◆ TASK GOAL
Word for word, restate the line containing "pub mod lexicon;" and all the lines that come after it in the entries below. Include nothing from before it.

Stored dataset items:
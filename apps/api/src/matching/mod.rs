// Resume ↔ job matching engine.
// Pipeline: skill + experience extraction → semantic similarity → gap analysis → score fusion → advice.
// Model calls go through the `nlp` traits; everything else here is pure.

pub mod advice;
pub mod experience;
pub mod extract;
pub mod fusion;
pub mod gap;
pub mod handlers;
pub mod lexicon;
pub mod orchestrator;
pub mod similarity;
pub mod skills;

◆ PROBLEM SOLUTION
pub mod lexicon;
pub mod orchestrator;
pub mod similarity;
pub mod skills;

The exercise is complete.